HOW BAD is it? There is no single answer. We’ve all had to adjust the way we live – not just grocery runs, but everything. As in the darkest days in Sderot, families around the South have taken to implementing “shower teams”: One person showers, while another stands outside the door, ready to pound on it and alert the one in the shower to get out and run, since it’s hard to hear the siren with the water running.
In Beersheba, my guess is that maybe only a third of the residents have actual safe rooms, fortified against rockets. The rest of us find other places – the stairwells of apartment buildings, or in single family homes, an interior room, away from outer walls and windows. Most families who have safe rooms now sleep in them every night, and have designated them as daytime play areas for the children.
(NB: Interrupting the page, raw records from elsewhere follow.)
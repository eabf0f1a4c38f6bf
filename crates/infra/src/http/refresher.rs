use std::time::Duration;

use async_trait::async_trait;
use reqwest::Client as ReqwestClient;
use serde::{Deserialize, Serialize};
use tracing::{debug, instrument};
use wavelink_common::{CommonError, CommonResult};
use wavelink_core::CredentialRefresher;
use wavelink_domain::{Credential, RefreshedCredential};

use super::join_url;
use crate::errors::InfraError;

const REFRESH_PATH: &str = "auth/refresh";

#[derive(Serialize)]
#[serde(rename_all = "camelCase")]
struct RefreshRequest<'a> {
    refresh_token: &'a str,
}

#[derive(Deserialize)]
#[serde(rename_all = "camelCase")]
struct RefreshResponse {
    token: String,
    #[serde(default)]
    refresh_token: Option<String>,
    /// Seconds until the new access token expires
    #[serde(default)]
    expires_in: Option<u64>,
}

/// Exchanges a refresh token at `POST {base}/auth/refresh`
#[derive(Clone)]
pub struct HttpCredentialRefresher {
    client: ReqwestClient,
    endpoint: String,
}

impl HttpCredentialRefresher {
    pub fn new(base_url: &str) -> CommonResult<Self> {
        let client = ReqwestClient::builder()
            .timeout(Duration::from_secs(15))
            .no_proxy()
            .build()
            .map_err(InfraError::from)?;
        Ok(Self::with_client(client, base_url))
    }

    pub fn with_client(client: ReqwestClient, base_url: &str) -> Self {
        Self { client, endpoint: join_url(base_url, REFRESH_PATH) }
    }
}

#[async_trait]
impl CredentialRefresher for HttpCredentialRefresher {
    #[instrument(skip_all, fields(endpoint = %self.endpoint))]
    async fn refresh(&self, refresh_token: &str) -> CommonResult<RefreshedCredential> {
        let response = self
            .client
            .post(&self.endpoint)
            .json(&RefreshRequest { refresh_token })
            .send()
            .await
            .map_err(InfraError::from)?
            .error_for_status()
            .map_err(InfraError::from)?;

        let body: RefreshResponse = response.json().await.map_err(InfraError::from)?;
        if body.token.is_empty() {
            return Err(CommonError::validation("token", "refresh response carried an empty token"));
        }

        let credential = match body.expires_in {
            Some(secs) => Credential::expiring_in(body.token, Duration::from_secs(secs)),
            None => Credential::new(body.token),
        };
        debug!(rotated = body.refresh_token.is_some(), "credential refreshed");

        Ok(RefreshedCredential { credential, refresh_token: body.refresh_token })
    }
}
//! Configuration loader
//!
//! ## Loading Strategy
//! 1. Probe the standard locations for a config file
//! 2. Parse it by extension (`.toml` or `.json`); missing fields take their
//!    defaults, and no file at all means all defaults
//! 3. Apply `WAVELINK_*` environment overrides
//! 4. Validate the result
//!
//! ## Environment Variables
//! Every field can be overridden by its upper-cased name with the
//! `WAVELINK_` prefix, e.g. `WAVELINK_MAX_RECONNECT_ATTEMPTS=8` or
//! `WAVELINK_REQUEST_TIMEOUT_MS=5000`.
//!
//! ## File Locations
//! The loader probes the following names, in order, in the current working
//! directory, then its parent and grandparent, then next to the executable:
//! `wavelink.toml`, `wavelink.json`, `config.toml`, `config.json`.

use std::fmt::Display;
use std::path::{Path, PathBuf};
use std::str::FromStr;

use wavelink_domain::constants::ENV_PREFIX;
use wavelink_domain::{ChannelConfig, Result, WavelinkError};

const FILE_NAMES: [&str; 4] = ["wavelink.toml", "wavelink.json", "config.toml", "config.json"];

/// Load configuration from the first config file found (if any), then
/// apply environment overrides and validate.
///
/// # Errors
/// Returns `WavelinkError::Config` if a file exists but cannot be read or
/// parsed, an override is malformed, or validation fails.
pub fn load() -> Result<ChannelConfig> {
    let mut config = match probe_config_paths() {
        Some(path) => read_config(&path)?,
        None => {
            tracing::debug!("No config file found, using defaults");
            ChannelConfig::default()
        }
    };

    apply_env_overrides(&mut config)?;
    config.validate()?;
    Ok(config)
}

/// Load configuration from a file
///
/// If `path` is `None`, probes the standard locations and fails when
/// nothing is found. Environment overrides are applied on top.
///
/// # Errors
/// Returns `WavelinkError::Config` if:
/// - File not found (when path is specified)
/// - No config file found (when path is `None`)
/// - File format is invalid
/// - Validation fails
pub fn load_from_file(path: Option<PathBuf>) -> Result<ChannelConfig> {
    let config_path = match path {
        Some(p) => {
            if !p.exists() {
                return Err(WavelinkError::Config(format!(
                    "Config file not found: {}",
                    p.display()
                )));
            }
            p
        }
        None => probe_config_paths().ok_or_else(|| {
            WavelinkError::Config(
                "No config file found in any of the standard locations".to_string(),
            )
        })?,
    };

    let mut config = read_config(&config_path)?;
    apply_env_overrides(&mut config)?;
    config.validate()?;
    Ok(config)
}

fn read_config(path: &Path) -> Result<ChannelConfig> {
    tracing::info!(path = %path.display(), "Loading configuration from file");

    let contents = std::fs::read_to_string(path)
        .map_err(|e| WavelinkError::Config(format!("Failed to read config file: {e}")))?;

    parse_config(&contents, path)
}

/// Parse configuration from string content
///
/// Format is detected by file extension (`.json` or `.toml`).
fn parse_config(contents: &str, path: &Path) -> Result<ChannelConfig> {
    let extension = path.extension().and_then(|e| e.to_str()).unwrap_or("json");

    match extension {
        "toml" => toml::from_str(contents)
            .map_err(|e| WavelinkError::Config(format!("Invalid TOML format: {e}"))),
        "json" => serde_json::from_str(contents)
            .map_err(|e| WavelinkError::Config(format!("Invalid JSON format: {e}"))),
        _ => Err(WavelinkError::Config(format!("Unsupported config format: {extension}"))),
    }
}

/// Probe the standard locations for a configuration file
///
/// # Returns
/// The first config file found, or `None` if no file exists.
pub fn probe_config_paths() -> Option<PathBuf> {
    let mut roots = Vec::new();

    if let Ok(cwd) = std::env::current_dir() {
        roots.extend(cwd.ancestors().take(3).map(Path::to_path_buf));
    }

    if let Ok(exe_path) = std::env::current_exe() {
        if let Some(exe_dir) = exe_path.parent() {
            roots.push(exe_dir.to_path_buf());
        }
    }

    roots.iter().find_map(|root| find_config_in(root))
}

/// First standard config file name present directly in `dir`
pub fn find_config_in(dir: &Path) -> Option<PathBuf> {
    FILE_NAMES.iter().map(|name| dir.join(name)).find(|path| path.is_file())
}

/// Apply `WAVELINK_*` overrides from the process environment.
///
/// # Errors
/// Returns `WavelinkError::Config` naming the variable if a value does not
/// parse.
pub fn apply_env_overrides(config: &mut ChannelConfig) -> Result<()> {
    apply_overrides(config, |key| std::env::var(key).ok())
}

/// Apply overrides from an arbitrary lookup keyed by full variable name.
pub fn apply_overrides<F>(config: &mut ChannelConfig, lookup: F) -> Result<()>
where
    F: Fn(&str) -> Option<String>,
{
    override_field(&lookup, "base_reconnect_delay_ms", &mut config.base_reconnect_delay_ms)?;
    override_field(&lookup, "max_reconnect_delay_ms", &mut config.max_reconnect_delay_ms)?;
    override_field(&lookup, "max_reconnect_attempts", &mut config.max_reconnect_attempts)?;
    override_field(&lookup, "max_request_retries", &mut config.max_request_retries)?;
    override_field(&lookup, "base_retry_delay_ms", &mut config.base_retry_delay_ms)?;
    override_field(&lookup, "request_timeout_ms", &mut config.request_timeout_ms)?;
    override_field(
        &lookup,
        "credential_expiry_leeway_secs",
        &mut config.credential_expiry_leeway_secs,
    )?;
    override_field(&lookup, "error_log_capacity", &mut config.error_log_capacity)?;
    Ok(())
}

fn override_field<F, T>(lookup: &F, field: &str, target: &mut T) -> Result<()>
where
    F: Fn(&str) -> Option<String>,
    T: FromStr,
    T::Err: Display,
{
    let key = format!("{ENV_PREFIX}{}", field.to_ascii_uppercase());
    let Some(raw) = lookup(&key) else {
        return Ok(());
    };

    *target = raw
        .trim()
        .parse()
        .map_err(|e| WavelinkError::Config(format!("Invalid value for {key}: {e}")))?;
    tracing::debug!(key = %key, "Applied environment override");
    Ok(())
}

#[cfg(test)]
mod tests {
    use std::collections::HashMap;

    use super::*;

    fn lookup(pairs: &[(&str, &str)]) -> impl Fn(&str) -> Option<String> {
        let map: HashMap<String, String> =
            pairs.iter().map(|(k, v)| ((*k).to_string(), (*v).to_string())).collect();
        move |key| map.get(key).cloned()
    }

    #[test]
    fn test_overrides_replace_only_named_fields() {
        let mut config = ChannelConfig::default();
        apply_overrides(
            &mut config,
            lookup(&[
                ("WAVELINK_MAX_RECONNECT_ATTEMPTS", "8"),
                ("WAVELINK_REQUEST_TIMEOUT_MS", " 2500 "),
            ]),
        )
        .unwrap();

        assert_eq!(config.max_reconnect_attempts, 8);
        assert_eq!(config.request_timeout_ms, 2500);
        assert_eq!(config.base_reconnect_delay_ms, ChannelConfig::default().base_reconnect_delay_ms);
    }

    #[test]
    fn test_malformed_override_names_the_variable() {
        let mut config = ChannelConfig::default();
        let err = apply_overrides(&mut config, lookup(&[("WAVELINK_ERROR_LOG_CAPACITY", "lots")]))
            .unwrap_err();

        match err {
            WavelinkError::Config(message) => {
                assert!(message.contains("WAVELINK_ERROR_LOG_CAPACITY"));
            }
            other => panic!("expected config error, got {other:?}"),
        }
    }

    #[test]
    fn test_parse_config_by_extension() {
        let toml = parse_config("max_request_retries = 1\n", Path::new("wavelink.toml")).unwrap();
        assert_eq!(toml.max_request_retries, 1);

        let json = parse_config(r#"{"max_request_retries": 2}"#, Path::new("config.json")).unwrap();
        assert_eq!(json.max_request_retries, 2);

        let err = parse_config("", Path::new("config.yaml")).unwrap_err();
        assert!(matches!(err, WavelinkError::Config(_)));
    }

    #[test]
    fn test_invalid_toml_is_config_error() {
        let err = parse_config("max_request_retries = [", Path::new("wavelink.toml")).unwrap_err();
        match err {
            WavelinkError::Config(message) => assert!(message.contains("TOML")),
            other => panic!("expected config error, got {other:?}"),
        }
    }
}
Another big issue families face is that of closed schools: With most parents working, how do they handle child care? That topic alone would fill a book.
Some businesses suffer. I ran out of dog food and called my longtime dog food supplier: “Would you mind delivering? Even with the rockets?”
He was delighted. “I’m happy to. Business has been terrible. Thank you for calling.”
One problem we all share: After six days of sirens and rockets, day and night, our nerves are worn raw – not just raw, but chafed and abraded until the slightest breeze of confrontation is enough to set off waves of fury and indignation. It’s easy to take offense at almost anything. Cabin fever takes several forms. People who live alone start to feel isolated. Those with families say too much family together time isn’t the best thing, either. Everyone needs a break. Pet owners compare how the animals are coping – someone has invented a “Thunder Jacket,” a closefitting shirt-like item for dogs that’s supposed to soothe the animal, making it feel wrapped up and secure. A cat tranquilizer has come on the market, and some people swear by it.
And of course, we differ on how we react to bad news. Some don’t want to hear about apartments hit, people wounded and hospitals crowded. Others want to know everything – what, when, where, how many injured and how badly? For them, knowing helps ease the tension. Not knowing is what scares them.
We are two Jews, a dozen different opinions. Sometimes we don’t even agree with ourselves. Yet one thing remains clear: When the chips are down, when missile strikes threaten to pound half of Israel into the ground, that’s when the goodness shows through. I doubt if there’s a single family in the South who hasn’t had multiple invitations to come stay, to get away, to take a break in some lessimpacted place. Some go, with great gratitude. Most of us stay put. This is our home, now and forever. There’s no way anyone in the world is ever going to be allowed to forget that.